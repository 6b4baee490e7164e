// In crates/engine/src/session.rs

use anyhow::{Context, Result};
use api_client::{CandleProvider, SyntheticFeed};
use core_types::{Candle, Interval, Symbol};
use events::SignalReport;
use indicator::{Recompute, SignalEngine, SignalState, TrendSettings};

/// What [`ChartSession::load`] ended up doing.
#[derive(Debug, Clone, Copy, PartialEq, Eq)]
pub enum LoadOutcome {
    /// The pair was already loaded; nothing was fetched.
    Unchanged,
    /// New history was installed and the signal recomputed from scratch.
    Loaded {
        /// Name of the provider the candles came from.
        source: &'static str,
        recompute: Recompute,
    },
}

/// One chart: a symbol/timeframe, its candle history and the signal engine
/// that watches it.
pub struct ChartSession {
    provider: Box<dyn CandleProvider>,
    fallback: SyntheticFeed,
    engine: SignalEngine,
    candles: Vec<Candle>,
    loaded: Option<(Symbol, Interval)>,
    /// A fetch returning fewer candles than this counts as failed.
    min_candles: usize,
}

impl ChartSession {
    pub fn new(provider: Box<dyn CandleProvider>, min_candles: usize) -> Self {
        Self {
            provider,
            fallback: SyntheticFeed::new(),
            engine: SignalEngine::new(TrendSettings::default()),
            candles: Vec::new(),
            loaded: None,
            min_candles,
        }
    }

    /// Replaces the offline generator used when the provider fails.
    pub fn with_fallback(mut self, fallback: SyntheticFeed) -> Self {
        self.fallback = fallback;
        self
    }

    pub fn state(&self) -> SignalState {
        self.engine.state()
    }

    pub fn candles(&self) -> &[Candle] {
        &self.candles
    }

    pub fn loaded(&self) -> Option<(&Symbol, Interval)> {
        self.loaded.as_ref().map(|(s, i)| (s, *i))
    }

    /// The current state tagged with the loaded pair.
    pub fn report(&self) -> Option<SignalReport> {
        self.loaded
            .as_ref()
            .map(|(symbol, interval)| SignalReport::new(symbol.clone(), *interval, self.state()))
    }

    /// Switches the chart to `symbol`/`interval`.
    ///
    /// Loading the pair that is already shown is a no-op. A failed or too
    /// short fetch falls back to synthetic candles, so a chart always ends up
    /// loaded. The signal is reset and forcibly recomputed for the new history.
    pub async fn load(&mut self, symbol: &Symbol, interval: Interval) -> LoadOutcome {
        let already_loaded = self
            .loaded
            .as_ref()
            .is_some_and(|(s, i)| s == symbol && *i == interval);
        if already_loaded && !self.candles.is_empty() {
            tracing::debug!(symbol = %symbol, %interval, "Already loaded, skipping.");
            return LoadOutcome::Unchanged;
        }

        tracing::info!(symbol = %symbol, %interval, provider = self.provider.name(), "Loading chart.");
        let (candles, source) = match self.provider.fetch(symbol, interval).await {
            Ok(candles) if candles.len() >= self.min_candles => (candles, self.provider.name()),
            Ok(candles) => {
                tracing::warn!(
                    symbol = %symbol,
                    received = candles.len(),
                    required = self.min_candles,
                    "Not enough data; loading synthetic candles."
                );
                (self.fallback.generate(symbol, interval), self.fallback_name())
            }
            Err(e) => {
                tracing::warn!(symbol = %symbol, error = %e, "Error loading data; loading synthetic candles.");
                (self.fallback.generate(symbol, interval), self.fallback_name())
            }
        };

        self.candles = candles;
        self.loaded = Some((symbol.clone(), interval));
        self.engine.reset();
        let recompute = self.recompute(true);

        LoadOutcome::Loaded { source, recompute }
    }

    /// Re-fetches the loaded pair and runs the edge-triggered update.
    ///
    /// On failure the previous history and signal are kept.
    pub async fn refresh(&mut self) -> Result<Recompute> {
        let (symbol, interval) = self
            .loaded
            .clone()
            .context("No chart loaded; nothing to refresh")?;

        let candles = self
            .provider
            .fetch(&symbol, interval)
            .await
            .with_context(|| format!("Failed to refresh {} {}", symbol, interval))?;
        if candles.len() < self.min_candles {
            anyhow::bail!(
                "Refresh of {} {} returned {} candles, need {}",
                symbol,
                interval,
                candles.len(),
                self.min_candles
            );
        }

        self.candles = candles;
        Ok(self.recompute(false))
    }

    /// Drops the current signal and, when history is present, reseeds it.
    pub fn reset(&mut self) -> Option<Recompute> {
        tracing::info!("Resetting indicator.");
        self.engine.reset();
        if self.candles.is_empty() {
            return None;
        }
        Some(self.recompute(true))
    }

    fn recompute(&mut self, force: bool) -> Recompute {
        let outcome = self.engine.recompute(&self.candles, force);
        self.monitor_stop(outcome);
        outcome
    }

    /// Latches `stop_loss_hit` once the last price reaches the stop. Fresh
    /// levels start with the flag cleared.
    fn monitor_stop(&mut self, outcome: Recompute) {
        if let Recompute::Triggered(_) = outcome {
            self.engine.set_stop_loss_hit(false);
        }

        let state = self.engine.state();
        if !state.stop_loss_hit && state.stop_breached(state.price) {
            tracing::warn!(
                price = state.price,
                stop_loss = state.stop_loss,
                is_bullish = state.is_bullish,
                "Stop-loss hit."
            );
            self.engine.set_stop_loss_hit(true);
        }
    }

    fn fallback_name(&self) -> &'static str {
        CandleProvider::name(&self.fallback)
    }
}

------------------------------

Task statement:
Copy verbatim, from the listing above, each line from the one containing "pub struct ChartSession" down to the one containing "always ends up", inclusive.

Answer section:
pub struct ChartSession {
    provider: Box<dyn CandleProvider>,
    fallback: SyntheticFeed,
    engine: SignalEngine,
    candles: Vec<Candle>,
    loaded: Option<(Symbol, Interval)>,
    /// A fetch returning fewer candles than this counts as failed.
    min_candles: usize,
}

impl ChartSession {
    pub fn new(provider: Box<dyn CandleProvider>, min_candles: usize) -> Self {
        Self {
            provider,
            fallback: SyntheticFeed::new(),
            engine: SignalEngine::new(TrendSettings::default()),
            candles: Vec::new(),
            loaded: None,
            min_candles,
        }
    }

    /// Replaces the offline generator used when the provider fails.
    pub fn with_fallback(mut self, fallback: SyntheticFeed) -> Self {
        self.fallback = fallback;
        self
    }

    pub fn state(&self) -> SignalState {
        self.engine.state()
    }

    pub fn candles(&self) -> &[Candle] {
        &self.candles
    }

    pub fn loaded(&self) -> Option<(&Symbol, Interval)> {
        self.loaded.as_ref().map(|(s, i)| (s, *i))
    }

    /// The current state tagged with the loaded pair.
    pub fn report(&self) -> Option<SignalReport> {
        self.loaded
            .as_ref()
            .map(|(symbol, interval)| SignalReport::new(symbol.clone(), *interval, self.state()))
    }

    /// Switches the chart to `symbol`/`interval`.
    ///
    /// Loading the pair that is already shown is a no-op. A failed or too
    /// short fetch falls back to synthetic candles, so a chart always ends up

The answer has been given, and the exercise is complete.